Task directions: For the entries below, the expected answer is the line with "filename src/main.rs", the line with "the built-in one", and every line between them, exactly as written, and nothing more.

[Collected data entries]
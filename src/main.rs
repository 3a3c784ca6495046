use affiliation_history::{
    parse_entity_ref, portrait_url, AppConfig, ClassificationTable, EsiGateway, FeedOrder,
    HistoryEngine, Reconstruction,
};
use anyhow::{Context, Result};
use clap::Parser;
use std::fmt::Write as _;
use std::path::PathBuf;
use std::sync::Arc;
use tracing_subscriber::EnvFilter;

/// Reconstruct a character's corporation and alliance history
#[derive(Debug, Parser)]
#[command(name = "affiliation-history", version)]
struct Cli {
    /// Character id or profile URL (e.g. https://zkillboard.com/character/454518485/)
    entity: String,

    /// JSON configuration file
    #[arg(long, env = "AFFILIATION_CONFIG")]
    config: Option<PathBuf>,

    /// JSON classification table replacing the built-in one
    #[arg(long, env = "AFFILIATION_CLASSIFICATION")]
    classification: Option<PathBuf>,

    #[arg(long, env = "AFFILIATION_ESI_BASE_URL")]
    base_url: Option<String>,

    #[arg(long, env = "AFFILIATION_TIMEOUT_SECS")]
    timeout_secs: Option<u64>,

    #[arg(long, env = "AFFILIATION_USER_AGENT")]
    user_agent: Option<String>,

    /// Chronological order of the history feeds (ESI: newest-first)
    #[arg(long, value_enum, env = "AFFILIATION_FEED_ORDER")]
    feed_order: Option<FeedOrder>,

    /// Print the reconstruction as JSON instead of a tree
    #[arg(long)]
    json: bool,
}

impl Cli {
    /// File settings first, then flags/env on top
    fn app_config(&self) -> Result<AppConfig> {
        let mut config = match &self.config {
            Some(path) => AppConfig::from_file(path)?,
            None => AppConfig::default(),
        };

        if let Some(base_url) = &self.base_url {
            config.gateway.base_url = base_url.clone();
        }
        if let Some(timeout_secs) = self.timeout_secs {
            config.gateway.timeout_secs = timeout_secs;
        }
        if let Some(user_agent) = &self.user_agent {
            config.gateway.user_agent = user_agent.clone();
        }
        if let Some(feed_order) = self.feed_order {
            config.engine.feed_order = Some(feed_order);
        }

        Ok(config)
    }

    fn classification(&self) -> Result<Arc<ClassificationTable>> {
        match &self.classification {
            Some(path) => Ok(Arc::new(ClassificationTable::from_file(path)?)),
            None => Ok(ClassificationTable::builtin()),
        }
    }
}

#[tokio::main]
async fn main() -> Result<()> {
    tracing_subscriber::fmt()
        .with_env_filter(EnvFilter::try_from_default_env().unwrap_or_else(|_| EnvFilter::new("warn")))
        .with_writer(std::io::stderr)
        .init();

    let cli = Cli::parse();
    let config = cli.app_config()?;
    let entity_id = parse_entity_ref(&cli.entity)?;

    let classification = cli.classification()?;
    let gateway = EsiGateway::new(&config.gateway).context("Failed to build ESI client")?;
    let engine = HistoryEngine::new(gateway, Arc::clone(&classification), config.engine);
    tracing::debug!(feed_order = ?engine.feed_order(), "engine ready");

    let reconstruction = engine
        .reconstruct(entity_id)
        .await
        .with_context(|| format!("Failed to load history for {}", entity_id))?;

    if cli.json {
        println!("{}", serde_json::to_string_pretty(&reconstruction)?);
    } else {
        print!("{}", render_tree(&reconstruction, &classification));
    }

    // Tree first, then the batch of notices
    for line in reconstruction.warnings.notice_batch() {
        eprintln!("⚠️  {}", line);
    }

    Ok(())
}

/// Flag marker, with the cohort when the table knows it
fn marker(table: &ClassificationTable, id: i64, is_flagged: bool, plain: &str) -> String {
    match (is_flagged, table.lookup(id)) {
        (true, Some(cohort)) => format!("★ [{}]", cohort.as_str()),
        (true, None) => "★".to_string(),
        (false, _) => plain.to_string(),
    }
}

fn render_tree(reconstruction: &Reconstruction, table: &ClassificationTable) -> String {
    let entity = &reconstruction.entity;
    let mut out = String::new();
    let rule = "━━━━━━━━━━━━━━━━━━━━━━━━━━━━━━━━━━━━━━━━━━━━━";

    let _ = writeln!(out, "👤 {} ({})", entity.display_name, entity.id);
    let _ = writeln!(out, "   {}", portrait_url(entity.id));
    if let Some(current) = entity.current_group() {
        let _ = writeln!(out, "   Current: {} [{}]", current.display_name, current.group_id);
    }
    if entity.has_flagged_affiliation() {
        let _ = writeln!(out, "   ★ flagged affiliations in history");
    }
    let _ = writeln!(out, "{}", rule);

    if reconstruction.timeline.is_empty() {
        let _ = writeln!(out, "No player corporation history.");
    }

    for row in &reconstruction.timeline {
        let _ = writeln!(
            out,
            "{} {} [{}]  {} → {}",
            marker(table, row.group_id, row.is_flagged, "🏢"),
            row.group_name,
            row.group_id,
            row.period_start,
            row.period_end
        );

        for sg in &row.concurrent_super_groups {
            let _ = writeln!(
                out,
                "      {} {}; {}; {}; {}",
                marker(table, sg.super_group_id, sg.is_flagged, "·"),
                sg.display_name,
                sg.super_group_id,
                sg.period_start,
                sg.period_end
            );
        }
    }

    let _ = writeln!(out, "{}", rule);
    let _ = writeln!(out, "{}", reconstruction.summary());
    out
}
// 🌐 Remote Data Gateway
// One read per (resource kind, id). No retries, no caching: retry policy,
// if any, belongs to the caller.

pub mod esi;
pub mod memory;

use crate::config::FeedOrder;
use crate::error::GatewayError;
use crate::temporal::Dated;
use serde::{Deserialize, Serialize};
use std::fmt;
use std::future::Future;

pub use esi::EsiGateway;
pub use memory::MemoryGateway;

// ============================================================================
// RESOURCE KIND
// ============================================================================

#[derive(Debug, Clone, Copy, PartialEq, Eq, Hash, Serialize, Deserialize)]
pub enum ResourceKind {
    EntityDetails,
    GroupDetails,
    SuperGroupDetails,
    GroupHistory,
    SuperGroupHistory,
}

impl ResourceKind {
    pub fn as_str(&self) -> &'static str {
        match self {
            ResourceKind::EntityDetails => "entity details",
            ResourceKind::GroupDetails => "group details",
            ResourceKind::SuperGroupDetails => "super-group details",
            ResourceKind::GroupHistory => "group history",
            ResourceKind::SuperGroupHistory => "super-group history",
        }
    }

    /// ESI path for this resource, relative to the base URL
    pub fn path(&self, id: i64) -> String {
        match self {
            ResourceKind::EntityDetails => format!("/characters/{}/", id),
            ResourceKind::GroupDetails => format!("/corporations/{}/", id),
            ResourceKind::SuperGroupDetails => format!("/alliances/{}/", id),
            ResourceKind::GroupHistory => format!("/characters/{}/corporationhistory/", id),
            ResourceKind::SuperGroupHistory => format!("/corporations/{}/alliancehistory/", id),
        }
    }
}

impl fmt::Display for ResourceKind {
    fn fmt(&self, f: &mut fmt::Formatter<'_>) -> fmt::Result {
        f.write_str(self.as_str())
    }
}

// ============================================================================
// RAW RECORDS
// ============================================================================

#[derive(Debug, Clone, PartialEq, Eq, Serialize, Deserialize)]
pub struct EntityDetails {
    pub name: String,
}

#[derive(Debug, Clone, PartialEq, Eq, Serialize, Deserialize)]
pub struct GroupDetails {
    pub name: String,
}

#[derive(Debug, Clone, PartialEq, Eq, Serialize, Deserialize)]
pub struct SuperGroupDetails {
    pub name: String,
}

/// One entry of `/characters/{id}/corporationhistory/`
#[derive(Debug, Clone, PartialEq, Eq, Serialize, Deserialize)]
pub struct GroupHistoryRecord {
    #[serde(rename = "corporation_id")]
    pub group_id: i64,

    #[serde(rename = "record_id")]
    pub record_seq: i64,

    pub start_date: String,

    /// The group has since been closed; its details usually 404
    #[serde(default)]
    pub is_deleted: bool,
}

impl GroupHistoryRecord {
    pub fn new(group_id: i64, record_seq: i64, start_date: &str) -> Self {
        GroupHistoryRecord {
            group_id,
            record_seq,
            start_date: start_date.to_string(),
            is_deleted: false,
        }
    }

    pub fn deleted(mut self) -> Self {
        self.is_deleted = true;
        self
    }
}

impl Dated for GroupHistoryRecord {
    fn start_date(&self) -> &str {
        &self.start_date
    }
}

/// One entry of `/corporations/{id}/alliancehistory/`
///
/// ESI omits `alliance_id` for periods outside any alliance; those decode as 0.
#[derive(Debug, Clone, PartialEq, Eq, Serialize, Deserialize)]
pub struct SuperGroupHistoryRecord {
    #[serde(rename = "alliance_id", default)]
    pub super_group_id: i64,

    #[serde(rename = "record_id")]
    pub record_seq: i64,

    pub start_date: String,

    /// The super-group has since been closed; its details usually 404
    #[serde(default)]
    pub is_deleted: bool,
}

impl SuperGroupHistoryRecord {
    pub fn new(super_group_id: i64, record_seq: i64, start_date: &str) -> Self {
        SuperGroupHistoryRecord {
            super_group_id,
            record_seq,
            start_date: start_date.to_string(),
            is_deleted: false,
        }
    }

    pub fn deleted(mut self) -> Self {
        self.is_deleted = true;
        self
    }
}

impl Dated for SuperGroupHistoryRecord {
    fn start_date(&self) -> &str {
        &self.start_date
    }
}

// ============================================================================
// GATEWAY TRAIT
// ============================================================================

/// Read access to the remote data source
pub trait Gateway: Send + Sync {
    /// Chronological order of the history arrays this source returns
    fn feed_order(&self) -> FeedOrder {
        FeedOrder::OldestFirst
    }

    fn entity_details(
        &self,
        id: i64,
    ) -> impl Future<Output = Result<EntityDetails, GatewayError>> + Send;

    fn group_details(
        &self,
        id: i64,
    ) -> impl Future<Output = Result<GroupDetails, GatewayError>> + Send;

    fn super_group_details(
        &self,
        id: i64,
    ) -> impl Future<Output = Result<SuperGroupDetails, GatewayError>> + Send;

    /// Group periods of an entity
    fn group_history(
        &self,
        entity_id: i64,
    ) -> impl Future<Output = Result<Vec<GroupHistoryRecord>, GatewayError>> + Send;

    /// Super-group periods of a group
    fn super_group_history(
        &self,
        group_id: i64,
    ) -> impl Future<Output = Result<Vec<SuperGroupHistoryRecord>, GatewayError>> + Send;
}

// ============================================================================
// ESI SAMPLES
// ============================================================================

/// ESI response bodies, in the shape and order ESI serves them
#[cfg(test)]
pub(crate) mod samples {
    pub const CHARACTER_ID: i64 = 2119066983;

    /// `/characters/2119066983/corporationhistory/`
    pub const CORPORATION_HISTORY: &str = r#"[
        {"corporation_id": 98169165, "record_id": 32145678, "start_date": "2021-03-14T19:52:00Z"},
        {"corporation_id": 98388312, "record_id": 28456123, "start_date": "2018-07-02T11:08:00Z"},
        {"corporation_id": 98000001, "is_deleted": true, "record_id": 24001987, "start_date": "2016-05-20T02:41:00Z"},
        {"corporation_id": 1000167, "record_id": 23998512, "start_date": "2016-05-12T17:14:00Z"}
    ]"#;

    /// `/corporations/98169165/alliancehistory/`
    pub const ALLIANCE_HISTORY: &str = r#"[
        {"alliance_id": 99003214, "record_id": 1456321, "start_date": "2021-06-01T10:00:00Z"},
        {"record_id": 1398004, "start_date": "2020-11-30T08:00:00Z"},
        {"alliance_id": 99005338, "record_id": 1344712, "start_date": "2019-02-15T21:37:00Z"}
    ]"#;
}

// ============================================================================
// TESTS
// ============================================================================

...

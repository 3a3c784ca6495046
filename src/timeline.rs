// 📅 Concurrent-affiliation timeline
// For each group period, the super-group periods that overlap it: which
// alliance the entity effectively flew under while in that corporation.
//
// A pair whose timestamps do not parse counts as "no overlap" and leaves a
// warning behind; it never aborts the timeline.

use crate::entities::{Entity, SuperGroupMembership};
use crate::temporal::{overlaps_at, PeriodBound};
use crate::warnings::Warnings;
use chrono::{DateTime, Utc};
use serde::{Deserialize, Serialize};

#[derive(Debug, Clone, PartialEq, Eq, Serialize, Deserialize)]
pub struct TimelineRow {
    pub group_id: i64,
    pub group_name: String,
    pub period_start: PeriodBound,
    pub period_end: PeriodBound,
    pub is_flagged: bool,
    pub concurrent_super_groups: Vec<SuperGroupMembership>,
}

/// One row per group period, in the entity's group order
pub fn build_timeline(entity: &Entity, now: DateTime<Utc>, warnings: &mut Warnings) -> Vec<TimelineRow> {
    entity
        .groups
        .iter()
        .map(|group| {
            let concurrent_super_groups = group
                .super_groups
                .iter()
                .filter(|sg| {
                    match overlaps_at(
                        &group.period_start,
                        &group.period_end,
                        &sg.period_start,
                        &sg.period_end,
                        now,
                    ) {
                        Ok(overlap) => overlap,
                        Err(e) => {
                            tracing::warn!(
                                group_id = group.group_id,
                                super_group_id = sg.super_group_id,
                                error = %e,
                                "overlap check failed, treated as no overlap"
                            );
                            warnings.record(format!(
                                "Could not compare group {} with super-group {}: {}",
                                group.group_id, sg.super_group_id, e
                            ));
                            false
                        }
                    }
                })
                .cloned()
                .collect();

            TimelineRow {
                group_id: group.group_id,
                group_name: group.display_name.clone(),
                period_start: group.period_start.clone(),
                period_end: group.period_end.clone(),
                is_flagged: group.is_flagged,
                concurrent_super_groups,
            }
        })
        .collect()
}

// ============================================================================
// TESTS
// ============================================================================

...

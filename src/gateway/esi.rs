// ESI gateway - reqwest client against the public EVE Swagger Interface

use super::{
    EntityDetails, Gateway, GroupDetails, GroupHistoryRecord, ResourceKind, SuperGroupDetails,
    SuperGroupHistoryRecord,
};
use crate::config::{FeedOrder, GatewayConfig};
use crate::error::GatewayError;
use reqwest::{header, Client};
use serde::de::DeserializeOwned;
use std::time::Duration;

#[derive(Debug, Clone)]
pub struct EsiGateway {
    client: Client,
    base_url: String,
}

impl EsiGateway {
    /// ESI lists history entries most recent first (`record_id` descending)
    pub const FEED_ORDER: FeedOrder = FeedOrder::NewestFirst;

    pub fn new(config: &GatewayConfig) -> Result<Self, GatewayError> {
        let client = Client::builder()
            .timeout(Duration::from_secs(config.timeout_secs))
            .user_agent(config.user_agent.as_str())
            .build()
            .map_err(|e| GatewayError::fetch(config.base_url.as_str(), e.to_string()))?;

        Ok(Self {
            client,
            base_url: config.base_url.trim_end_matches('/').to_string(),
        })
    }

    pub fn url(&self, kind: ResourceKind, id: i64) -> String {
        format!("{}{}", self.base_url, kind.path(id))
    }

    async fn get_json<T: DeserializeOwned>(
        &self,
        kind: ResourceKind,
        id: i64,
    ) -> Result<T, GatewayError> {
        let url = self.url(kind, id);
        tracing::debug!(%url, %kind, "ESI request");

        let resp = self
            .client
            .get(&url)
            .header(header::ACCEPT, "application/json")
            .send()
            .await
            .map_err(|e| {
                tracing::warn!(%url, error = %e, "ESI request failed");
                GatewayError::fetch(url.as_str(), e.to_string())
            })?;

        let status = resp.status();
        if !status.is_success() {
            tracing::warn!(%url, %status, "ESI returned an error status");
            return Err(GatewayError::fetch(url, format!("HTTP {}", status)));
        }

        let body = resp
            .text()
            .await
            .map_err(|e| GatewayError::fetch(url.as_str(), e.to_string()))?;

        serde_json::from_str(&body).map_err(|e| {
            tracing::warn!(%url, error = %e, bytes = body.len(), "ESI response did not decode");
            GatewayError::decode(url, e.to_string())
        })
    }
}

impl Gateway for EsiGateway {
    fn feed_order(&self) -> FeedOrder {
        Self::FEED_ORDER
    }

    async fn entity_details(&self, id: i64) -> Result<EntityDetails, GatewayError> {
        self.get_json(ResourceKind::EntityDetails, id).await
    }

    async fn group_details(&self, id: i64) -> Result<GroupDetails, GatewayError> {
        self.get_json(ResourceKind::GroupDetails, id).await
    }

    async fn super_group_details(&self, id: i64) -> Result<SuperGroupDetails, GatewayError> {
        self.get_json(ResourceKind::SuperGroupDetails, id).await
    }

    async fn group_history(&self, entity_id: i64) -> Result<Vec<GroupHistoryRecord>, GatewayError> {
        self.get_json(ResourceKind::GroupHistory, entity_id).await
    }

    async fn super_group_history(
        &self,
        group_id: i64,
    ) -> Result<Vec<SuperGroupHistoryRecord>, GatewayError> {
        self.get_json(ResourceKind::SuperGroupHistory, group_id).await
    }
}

The completed task:
filename src/main.rs
repository 3a3c784ca6495046
use affiliation_history::{
    parse_entity_ref, portrait_url, AppConfig, ClassificationTable, EsiGateway, FeedOrder,
    HistoryEngine, Reconstruction,
};
use anyhow::{Context, Result};
use clap::Parser;
use std::fmt::Write as _;
use std::path::PathBuf;
use std::sync::Arc;
use tracing_subscriber::EnvFilter;

/// Reconstruct a character's corporation and alliance history
#[derive(Debug, Parser)]
#[command(name = "affiliation-history", version)]
struct Cli {
    /// Character id or profile URL (e.g. https://zkillboard.com/character/454518485/)
    entity: String,

    /// JSON configuration file
    #[arg(long, env = "AFFILIATION_CONFIG")]
    config: Option<PathBuf>,

    /// JSON classification table replacing the built-in one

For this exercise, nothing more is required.